WORK INSTRUCTION:
Of the records that follow, copy only the lines from the line containing "use std::time::Duration;" to the line containing "pub struct RodioOutput", both included, exactly as written.

EXTRACTED MATERIAL:
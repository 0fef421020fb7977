//! **Audio Output Service**: decode, play and stop announcement clips and alarms.
//!
//! [`AudioContext`] owns the process-wide output device: open it once in `main`, hand
//! [`RodioOutput`]s to whoever needs to play, drop it on exit. [`SimulatedOutput`] plays nothing
//! but honours the same timing and stop contracts, for silent runs and tests.

use crate::alarm::AlarmSound;
use crate::audio::{decode_pcm16, AudioBuffer};
use crate::error::{DecodeError, PlaybackError};
use crate::playback::{Playback, StopHandle};
use rodio::buffer::SamplesBuffer;
use rodio::{OutputStream, OutputStreamHandle, Sink};
use std::sync::{Arc, Mutex, PoisonError};
use std::time::Duration;
use tracing::{debug, info};

/// Sample rate used when rendering alarm tones.
pub const ALARM_SAMPLE_RATE: u32 = 44_100;

/// Playback backend injected into the sequencing engine.
pub trait AudioOutput: Send + Sync {
    /// Interpret speech service bytes as a playable buffer.
    fn decode(&self, bytes: &[u8]) -> Result<AudioBuffer, DecodeError> {
        decode_pcm16(bytes)
    }

    /// Start playing immediately at `volume` (0.0..=1.0).
    fn play(&self, buffer: &AudioBuffer, volume: f32) -> Result<Playback, PlaybackError>;

    /// Start an alarm; its completion resolves after [`AlarmSound::duration`].
    fn play_alarm(&self, sound: AlarmSound, volume: f32) -> Result<Playback, PlaybackError>;
}

/// Process-wide audio device state.
pub struct AudioContext {
    _stream: OutputStream,
    handle: OutputStreamHandle,
}

impl AudioContext {
    /// Open the default output device.
    pub fn open_default() -> Result<Self, PlaybackError> {
        let (stream, handle) = OutputStream::try_default()?;
        info!("🔊 AudioContext: default output device opened");
        Ok(Self {
            _stream: stream,
            handle,
        })
    }

    /// Playback backend bound to this device. Valid while the context is alive.
    pub fn output(&self) -> RodioOutput {
        RodioOutput {
            handle: self.handle.clone(),
        }
    }
}

impl Drop for AudioContext {
    fn drop(&mut self) {
        info!("AudioContext: output device closed");
    }
}

/// Plays through a rodio `Sink` per request, so every playback can be stopped on its own.
#[derive(Clone)]
pub struct RodioOutput {
    handle: OutputStreamHandle,
}

impl RodioOutput {
    fn play_samples(
        &self,
        samples: Vec<f32>,
        sample_rate: u32,
        volume: f32,
    ) -> Result<Playback, PlaybackError> {
        let sink = Arc::new(Sink::try_new(&self.handle)?);
        sink.set_volume(volume.clamp(0.0, 1.0));
        sink.append(SamplesBuffer::new(1, sample_rate, samples));

        let stop_sink = Arc::clone(&sink);
        let playback = Playback::new(move || stop_sink.stop());
        let finisher = playback.stop.clone();
        tokio::task::spawn_blocking(move || {
            sink.sleep_until_end();
            finisher.mark_finished();
        });
        Ok(playback)
    }
}

impl AudioOutput for RodioOutput {
    fn play(&self, buffer: &AudioBuffer, volume: f32) -> Result<Playback, PlaybackError> {
        debug!(samples = buffer.len(), volume, "playing announcement");
        self.play_samples(buffer.samples().to_vec(), buffer.sample_rate(), volume)
    }

    fn play_alarm(&self, sound: AlarmSound, volume: f32) -> Result<Playback, PlaybackError> {
        debug!(%sound, volume, "playing alarm");
        self.play_samples(sound.render(ALARM_SAMPLE_RATE), ALARM_SAMPLE_RATE, volume)
    }
}

/// One request observed by [`SimulatedOutput`].
#[derive(Debug, Clone, PartialEq)]
pub enum PlayRecord {
    Voice { samples: usize, volume: f32 },
    Alarm { sound: AlarmSound, volume: f32 },
}

#[derive(Default)]
struct SimulatedState {
    records: Vec<PlayRecord>,
    handles: Vec<StopHandle>,
}

/// Device-free output: each playback lasts as long as the real audio would, on tokio time.
#[derive(Clone, Default)]
pub struct SimulatedOutput {
    state: Arc<Mutex<SimulatedState>>,
    fail_voice: bool,
    fail_alarms: bool,
    keep_records: bool,
}

impl SimulatedOutput {
    pub fn new() -> Self {
        Self::default()
    }

    /// Keep a [`PlayRecord`] per request, readable through [`records`](Self::records).
    pub fn with_records(mut self) -> Self {
        self.keep_records = true;
        self
    }

    /// Every `play` call fails with a device error.
    pub fn with_failing_voice(mut self) -> Self {
        self.fail_voice = true;
        self
    }

    /// Every `play_alarm` call fails with a device error.
    pub fn with_failing_alarms(mut self) -> Self {
        self.fail_alarms = true;
        self
    }

    /// Requests seen so far, in order. Empty unless built [`with_records`](Self::with_records).
    pub fn records(&self) -> Vec<PlayRecord> {
        self.lock().records.clone()
    }

    /// Playbacks neither finished nor stopped.
    pub fn active_count(&self) -> usize {
        self.lock()
            .handles
            .iter()
            .filter(|h| !h.is_finished())
            .count()
    }

    fn lock(&self) -> std::sync::MutexGuard<'_, SimulatedState> {
        self.state.lock().unwrap_or_else(PoisonError::into_inner)
    }

    fn start(&self, record: PlayRecord, length: Duration) -> Playback {
        let playback = Playback::new(|| {});
        let finisher = playback.stop.clone();
        {
            let mut state = self.lock();
            if self.keep_records {
                state.records.push(record);
            }
            state.handles.retain(|h| !h.is_finished());
            state.handles.push(playback.stop.clone());
        }
        tokio::spawn(async move {
            tokio::time::sleep(length).await;
            finisher.mark_finished();
        });
        playback
    }
}

impl AudioOutput for SimulatedOutput {
    fn play(&self, buffer: &AudioBuffer, volume: f32) -> Result<Playback, PlaybackError> {
        if self.fail_voice {
            return Err(PlaybackError::Device("simulated device failure".to_string()));
        }
        let record = PlayRecord::Voice {
            samples: buffer.len(),
            volume,
        };
        Ok(self.start(record, buffer.duration()))
    }

    fn play_alarm(&self, sound: AlarmSound, volume: f32) -> Result<Playback, PlaybackError> {
        if self.fail_alarms {
            return Err(PlaybackError::Device("simulated device failure".to_string()));
        }
        Ok(self.start(PlayRecord::Alarm { sound, volume }, sound.duration()))
    }
}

EXERCISE OUTPUT:
use std::time::Duration;
use tracing::{debug, info};

/// Sample rate used when rendering alarm tones.
pub const ALARM_SAMPLE_RATE: u32 = 44_100;

/// Playback backend injected into the sequencing engine.
pub trait AudioOutput: Send + Sync {
    /// Interpret speech service bytes as a playable buffer.
    fn decode(&self, bytes: &[u8]) -> Result<AudioBuffer, DecodeError> {
        decode_pcm16(bytes)
    }

    /// Start playing immediately at `volume` (0.0..=1.0).
    fn play(&self, buffer: &AudioBuffer, volume: f32) -> Result<Playback, PlaybackError>;

    /// Start an alarm; its completion resolves after [`AlarmSound::duration`].
    fn play_alarm(&self, sound: AlarmSound, volume: f32) -> Result<Playback, PlaybackError>;
}

/// Process-wide audio device state.
pub struct AudioContext {
    _stream: OutputStream,
    handle: OutputStreamHandle,
}

impl AudioContext {
    /// Open the default output device.
    pub fn open_default() -> Result<Self, PlaybackError> {
        let (stream, handle) = OutputStream::try_default()?;
        info!("🔊 AudioContext: default output device opened");
        Ok(Self {
            _stream: stream,
            handle,
        })
    }

    /// Playback backend bound to this device. Valid while the context is alive.
    pub fn output(&self) -> RodioOutput {
        RodioOutput {
            handle: self.handle.clone(),
        }
    }
}

impl Drop for AudioContext {
    fn drop(&mut self) {
        info!("AudioContext: output device closed");
    }
}

/// Plays through a rodio `Sink` per request, so every playback can be stopped on its own.
#[derive(Clone)]
pub struct RodioOutput {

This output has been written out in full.